Когда закончится Достоевский?
Актуален ли Достоевский сегодня? Долго ли еще смотреться в его книги и видеть в них портрет современности? Правмир приглашает читателей к дискуссии и обсуждению. Ждем ваших мнений, писем и размышлений. Открывают дискуссию размышления о Достоевском в нашем времени известного литературоведа Людмилы Сараскиной.
Людмила Сараскина — специалист в области творчества Ф. М. Достоевского и А. И. Солженицына, русской литературы XIX—XXI вв. автор жизнеописаний Ф.М. Достоевского, А.И. Солженицына в серии «Жизнь замечательных людей», жизнеописания С.Фуделя (в соавторстве с протоиереем Николаем Балашовым) в своем видеоблоге — о том, какой неожиданной стороной сегодня открылась актуальность Достоевского.
Пока жива Россия, Достоевский будет актуален. То есть он будет актуален всегда.
Первое, о чем надо вспомнить, в связи с его актуальностью, — это о его казни.
Сто шестьдесят три года назад, в 1849 году, над ним был произведен суд. Его судили, приговорили к расстрелу. Затем — пощадили, оставив 4 года каторги и бессрочную солдатчину. Следующий государь, Александр II, его помиловал и выпустил на волю.
Так вот интересно, за что Достоевский получил расстрел? Сегодня это звучит потрясающе актуально. Он получил расстрел за богохульство. В чем оно заключалось? В публичном чтении среди товарищей кружка Петрашевского письма Белинского к Гоголю, написанного в 1847 году.

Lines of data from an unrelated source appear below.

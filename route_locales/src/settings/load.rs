//! Layered loading of [`LocaleSettings`] with Figment.
//!
//! Sources are merged in increasing precedence: built-in defaults, an
//! optional settings file, then `ROUTE_LOCALES_*` environment variables.
//!
//! Environment keys are lowercased and cannot contain `-`, so a fallback
//! source set through `ROUTE_LOCALES_FALLBACKS__PT_BR` arrives as `pt_br`.
//! After extraction such sources are re-keyed onto the configured locale
//! with the same identifier (`pt-BR`). A source that matches no configured
//! locale keeps the key it was given.

use std::error::Error;
use std::path::Path;

use figment::{
    Figment,
    providers::{Format, Json, Serialized, Toml},
};

use super::{CsvEnv, LocaleSettings};
use crate::{Locale, RouteError, RouteResult};

/// Prefix of the environment variables read by [`LocaleSettings::load`].
pub const ENV_PREFIX: &str = "ROUTE_LOCALES_";

/// Construct a [`RouteError::File`] for a settings path.
fn file_error(path: &Path, err: impl Into<Box<dyn Error + Send + Sync>>) -> RouteError {
    RouteError::File {
        path: path.to_path_buf(),
        source: err.into(),
    }
}

/// Parse settings data according to the file extension.
///
/// `.json` files are parsed as JSON; everything else is treated as TOML.
/// The data is parsed eagerly so syntax errors are reported against the
/// file path instead of surfacing later during extraction.
fn parse_settings_by_format(path: &Path, data: &str) -> RouteResult<Figment> {
    let ext = path
        .extension()
        .and_then(|e| e.to_str())
        .map(str::to_ascii_lowercase);
    let figment = match ext.as_deref() {
        Some("json") => {
            serde_json::from_str::<serde_json::Value>(data).map_err(|e| file_error(path, e))?;
            Figment::from(Json::string(data))
        }
        _ => {
            toml::from_str::<toml::Value>(data).map_err(|e| file_error(path, e))?;
            Figment::from(Toml::string(data))
        }
    };
    Ok(figment)
}

/// Reads and parses a settings file.
///
/// # Errors
///
/// Returns [`RouteError::File`] when the file cannot be read or parsed.
pub(super) fn load_settings_file(path: &Path) -> RouteResult<Figment> {
    let data = std::fs::read_to_string(path).map_err(|e| file_error(path, e))?;
    parse_settings_by_format(path, &data)
}

fn env_provider() -> CsvEnv {
    CsvEnv::prefixed(ENV_PREFIX)
        .split("__")
        .with_list_keys(["available_locales"])
        .with_list_prefixes(["fallbacks"])
}

impl LocaleSettings {
    /// Builds the layered Figment for these settings without extracting it.
    ///
    /// # Errors
    ///
    /// Returns [`RouteError::File`] when `path` is given but cannot be read
    /// or parsed.
    pub fn figment(path: Option<&Path>) -> RouteResult<Figment> {
        let mut figment = Figment::from(Serialized::defaults(Self::default()));
        if let Some(file) = path {
            figment = figment.merge(load_settings_file(file)?);
        }
        Ok(figment.merge(env_provider()))
    }

    /// Extracts and validates settings from `figment`.
    ///
    /// # Errors
    ///
    /// Returns [`RouteError::Gathering`] when extraction fails and
    /// [`RouteError::Validation`] when the extracted values are invalid.
    pub fn from_figment(figment: &Figment) -> RouteResult<Self> {
        let mut settings: Self = figment.extract().map_err(RouteError::gathering)?;
        settings.reconcile_fallback_sources();
        settings.validate()?;
        tracing::debug!(
            default_locale = %settings.default_locale,
            locales = settings.configured_locales().len(),
            deduplicate_routes = settings.deduplicate_routes,
            disable_fallback = settings.disable_fallback,
            "loaded locale settings"
        );
        Ok(settings)
    }

    /// Re-keys fallback sources written in identifier form, such as `pt_br`,
    /// onto the default or available locale with the same identifier.
    ///
    /// A later entry replaces one already stored under the configured tag,
    /// matching the precedence of the environment over the settings file.
    fn reconcile_fallback_sources(&mut self) {
        let configured: Vec<&Locale> = std::iter::once(&self.default_locale)
            .chain(&self.available_locales)
            .collect();
        let renames: Vec<(Locale, Locale)> = self
            .fallbacks
            .keys()
            .filter(|source| !configured.contains(source))
            .filter_map(|source| {
                let identifier = source.identifier();
                configured
                    .iter()
                    .find(|locale| locale.identifier() == identifier)
                    .map(|locale| (source.clone(), (*locale).clone()))
            })
            .collect();
        for (source, locale) in renames {
            if let Some(chain) = self.fallbacks.remove(&source) {
                tracing::debug!(from = %source, to = %locale, "re-keyed fallback source");
                self.fallbacks.insert(locale, chain);
            }
        }
    }

    /// Loads settings from defaults, the optional file at `path` and the
    /// environment.
    ///
    /// # Errors
    ///
    /// Propagates file, extraction and validation failures.
    pub fn load(path: Option<&Path>) -> RouteResult<Self> {
        Self::from_figment(&Self::figment(path)?)
    }
}
//! Locale-aware route generation.
//!
//! A declared [`Route`] is expanded into one [`TranslatedVariant`] per
//! configured locale: the path is rewritten by a [`PathTranslator`], the name
//! gains a locale suffix and the options and constraints carry the locale
//! parameter. Variants are emitted in an order that keeps the default
//! locale's route, usually registered without a locale prefix, from
//! shadowing the others, and redundant variants of plain locales can be
//! dropped when their path is already served.
//!
//! ```rust
//! use route_locales::{LocaleSettings, Route, RouteSet, RouteTranslator, StaticTranslator};
//!
//! # fn main() -> Result<(), route_locales::RouteError> {
//! let settings = LocaleSettings::new("en")
//!     .with_available_locales(["en", "fr", "fr-CA"])
//!     .with_fallbacks("fr-CA", ["fr"])
//!     .with_deduplication(true);
//! let backend = StaticTranslator::new()
//!     .with_passthrough("en")
//!     .with_translation("fr", "/about", "/a-propos")
//!     .with_translation("fr-CA", "/about", "/a-propos");
//!
//! let mut routes = RouteSet::new();
//! let translator = RouteTranslator::new(&settings, &backend);
//! routes.add_localized(&translator, &Route::new("/about").named("about"))?;
//!
//! let names: Vec<_> = routes.routes().iter().filter_map(|v| v.name.as_deref()).collect();
//! assert_eq!(names, ["about_fr", "about_fr_ca", "about_en"]);
//! # Ok(())
//! # }
//! ```

mod dedup;
mod error;
mod generate;
mod locale;
mod ordering;
mod registry;
mod resolver;
mod route_set;
mod settings;
mod translate;
mod variant;

pub use dedup::{DeduplicationPolicy, GeneratedPaths, PathOwners, SeenPaths};
pub use error::{RouteError, RouteResult};
pub use generate::RouteTranslator;
pub use locale::{Locale, normalize_identifier};
pub use ordering::LocaleOrdering;
pub use registry::{CapabilityProbe, RouteRegistry};
pub use resolver::{RouteNameResolver, candidate_name};
pub use route_set::{HELPER_SUFFIXES, RouteSet};
pub use settings::{CsvEnv, DEFAULT_LOCALE_PARAM_KEY, ENV_PREFIX, LocaleSettings};
pub use translate::{
    CatalogueError, FluentPathTranslator, FluentPathTranslatorBuilder, FormattingIssue,
    FormattingIssueReporter, PathTranslator, StaticTranslator, TranslationError, translate_path,
};
pub use unic_langid::LanguageIdentifier;
pub use variant::{
    Constraints, Params, RequestMatcher, Route, TranslatedVariant, build_variant, translate_name,
    translate_options, translate_options_constraints,
};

Что ж было в этом письме? В нем Белинский говорил, что Православная Церковь очень далеко ушла от Христа, что она поборница крепостного права, угодница самодержавия, кнут власти, что какой-нибудь Вольтер, который силой своей насмешки прекратил фанатизм в Европе, потушил костры европейских инквизиций, «больше сын Христа, плоть от плоти и кость от костей Его, чем все попы, архиереи, митрополиты и патриархи, восточные и западные».
Это письмо, которое Достоевский прочитал с глубоким волнением, было ему вменено в вину и это называлось богохулением. Кроме того, при Николае I была 144 статья Свода военных постановлений о том, что человек, который не донес на богохульника, тот, кто не рассказал о каком-то эпизоде, который увидел, разделяет вину с самим богохульником.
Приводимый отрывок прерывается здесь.